The following years were a heady mixture for Rattle: adventures in the period-instrument world –the premiere of Rameau’s Les Boreades in Salzburg with the OAE, Berlioz on original instruments, and Fidelio with them at Glyndebourne at the Chatelet. Then there was a variety of newer music with the Birmingham Contemporary Music Group –Bernstein’s Wonderful Town for EMI and at the Proms, premieres by Colin Matthews and others. And there were also extended periods with the Vienna Philharmonic, including a remarkable performance of Beethoven’s Ninth Symphony on the site of the Mauthausen concentration camp, leading to a complete recorded Beethoven symphony cycle in 2002. As if this were not enough, Rattle began to explore Wagner: he performed Parsifal with the Netherlands Opera, which came as an amazingly fresh concert performance to the Proms in 2000, and then conducted the same opera to huge acclaim at Covent Garden in December 2001. He returned to Amsterdam for Tristan und Isolde in 2001, and began to plan a Ring cycle in Aix-en-Provence for the latter years of the decade. This will be potentially among the most interesting artistic projects of the decade.

All this activity went to demonstrate that among today’s conductors, Rattle must be unique in the breadth of the repertory he performs at such a high level. To him Boulez and Bernstein are as important as Brahms and Beethoven. He has enthusiastically embraced the insights of period-instrument performance, and as a result has gone where many mainstream conductors fear to tread, into the operas of Rameau and back to the passions of Bach. Similarly, at the other end of the spectrum, he is as at home with the adventurous new music of Thomas Ades and Mark-Anthony Turnage as he is with the popular 20th-century traditions of Gershwin and Duke Ellington. His stylistic enthusiasms are many and varied.
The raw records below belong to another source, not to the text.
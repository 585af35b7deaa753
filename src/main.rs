// Discount Card - main.rs
//
// Application entry point. Handles:
// 1. CLI argument parsing
// 2. config.toml loading and logging initialisation
// 3. Opening the provider database (fatal on failure)
// 4. eframe GUI launch

#![cfg_attr(not(debug_assertions), windows_subsystem = "windows")]

mod gui;

// Re-export modules from the library crate so that `gui.rs` can use
// `crate::app::...`, `crate::platform::...` etc.
pub use discount_card::app;
pub use discount_card::core;
pub use discount_card::platform;
pub use discount_card::ui;
pub use discount_card::util;

use clap::Parser;
use std::path::PathBuf;

/// Discount Card Search - find healthcare providers on the discount card.
///
/// Filter the provider catalog by governorate, area, provider type and
/// specialty, then export the matching rows to a spreadsheet file.
#[derive(Parser, Debug)]
#[command(name = "discount-card", version, about)]
struct Cli {
    /// Providers database (overrides [database] path in config.toml).
    database: Option<PathBuf>,

    /// Directory exported files are written to.
    #[arg(short = 'e', long = "export-dir")]
    export_dir: Option<PathBuf>,

    /// Export format: xlsx (default), csv or json.
    #[arg(short = 'f', long = "format")]
    format: Option<core::export::ExportFormat>,

    /// Enable debug logging (equivalent to RUST_LOG=debug).
    #[arg(short = 'd', long = "debug")]
    debug: bool,
}

/// Configure body/button/monospace text size for the egui context.
fn configure_fonts(ctx: &egui::Context, font_size: f32) {
    ctx.style_mut(|style| {
        for (text_style, font_id) in style.text_styles.iter_mut() {
            if matches!(
                text_style,
                egui::TextStyle::Body | egui::TextStyle::Button | egui::TextStyle::Monospace
            ) {
                font_id.size = font_size;
            }
        }
    });
}

/// Report a startup failure the application cannot recover from and exit.
///
/// The message goes to the log, to stderr, and to a native message box since
/// release builds on Windows have no console.
fn fatal(message: &str) -> ! {
    tracing::error!("{}", message);
    eprintln!("Error: {message}");
    rfd::MessageDialog::new()
        .set_level(rfd::MessageLevel::Error)
        .set_title("Error")
        .set_description(message)
        .set_buttons(rfd::MessageButtons::Ok)
        .show();
    std::process::exit(1);
}

fn main() {
    let cli = Cli::parse();

    // Config is read before logging so [logging] can take effect.
    let platform_paths = platform::config::PlatformPaths::resolve();
    let (config, config_warnings) = platform::config::load_config(&platform_paths.config_file());

    util::logging::init(
        cli.debug,
        config.log_level.as_deref(),
        config.log_file.as_deref(),
    );

    tracing::info!(
        version = util::constants::APP_VERSION,
        debug = cli.debug,
        "Discount Card starting"
    );

    for warning in &config_warnings {
        tracing::warn!(warning = %warning, "Config warning");
    }

    // CLI override > config.toml > built-in default
    let database_path = cli.database.unwrap_or(config.database_path);
    let export_dir = cli.export_dir.unwrap_or(config.export_dir);
    let export_format = cli.format.unwrap_or(config.export_format);

    // Without its lookup table the application cannot do anything useful.
    let store = match platform::sqlite::SqliteStore::open(&database_path) {
        Ok(s) => s,
        Err(e) => fatal(&format!("Failed to load data: {e}")),
    };
    let session = match app::session::FilterSession::new(Box::new(store)) {
        Ok(s) => s,
        Err(e) => fatal(&format!("Failed to load data: {e}")),
    };

    let mut state = app::state::AppState::new(session, export_dir, export_format, cli.debug);
    state.dark_mode = config.dark_mode;

    tracing::info!(
        database = %database_path.display(),
        providers = state.rows.len(),
        "Ready to launch GUI"
    );

    let font_size = config.font_size;
    let native_options = eframe::NativeOptions {
        viewport: egui::ViewportBuilder::default()
            .with_title(format!(
                "{} v{}",
                util::constants::APP_NAME,
                util::constants::APP_VERSION
            ))
            .with_inner_size(util::constants::WINDOW_INNER_SIZE)
            .with_min_inner_size(util::constants::WINDOW_MIN_SIZE)
            .with_maximize_button(true),
        ..Default::default()
    };

    let result = eframe::run_native(
        util::constants::APP_NAME,
        native_options,
        Box::new(move |cc| {
            configure_fonts(&cc.egui_ctx, font_size);
            Ok(Box::new(gui::DiscountCardApp::new(state)))
        }),
    );

    if let Err(e) = result {
        tracing::error!(error = %e, "Failed to launch GUI");
        eprintln!("Error: Failed to launch {} GUI: {e}", util::constants::APP_NAME);
        std::process::exit(1);
    }
}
Rattle’s election to the Berlin Philharmonic (a full three years before he actually took up the post at the end of Claudio Abbado’s time there) was a sensation, but not perhaps a surprise to those who had watched his development closely. It was a powerfully optimistic decision on the part of the orchestra, which knew that it had to change and develop rather than simply recreating its past. Rattle has already had many challenges there, working with the orchestra to change the structure under which they operate so that the artistic planning, touring activity, recording and media work is all co-ordinated centrally. He has already had funding battles with the city of Berlin before he signed his contract in 2001, and because Berlin is not a rich city it is difficult to assume that the way forward will be easy at all times.

But artistically, the challenge is a fascinating one. A previous intendant of the Berliner Philharmoniker, Elmar Weingarten, reflecting many similar views, describes the marriage as ‘a risk, because Simon a really British conductor and the orchestra is really very, very German –and I want to stress I value both things very highly!’. On the other hand, Rattle’s teacher and mentor John Carewe describes it as ‘the best thing that’s happened to the musical world in years. By choosing Simon they are going to be the flagship for performance worldwide for many, many years…wherever he goes things change for the better. This is really powerful.’

Whatever the challenges turn out to be, the world will be watching and listening. Simon Rattle is a musical force of nature, and he now has a huge stage on which to perform. It cannot be anything but important for the future of music: thrilling and probably a touch dangerous. It is safe to predict that the interaction between Rattle’s unique, varied musical gifts and the great performing traditions of the Berliner Philharmoniker will be one of the most characteristic and most exciting features of our cultural life at the beginning of the 21st century.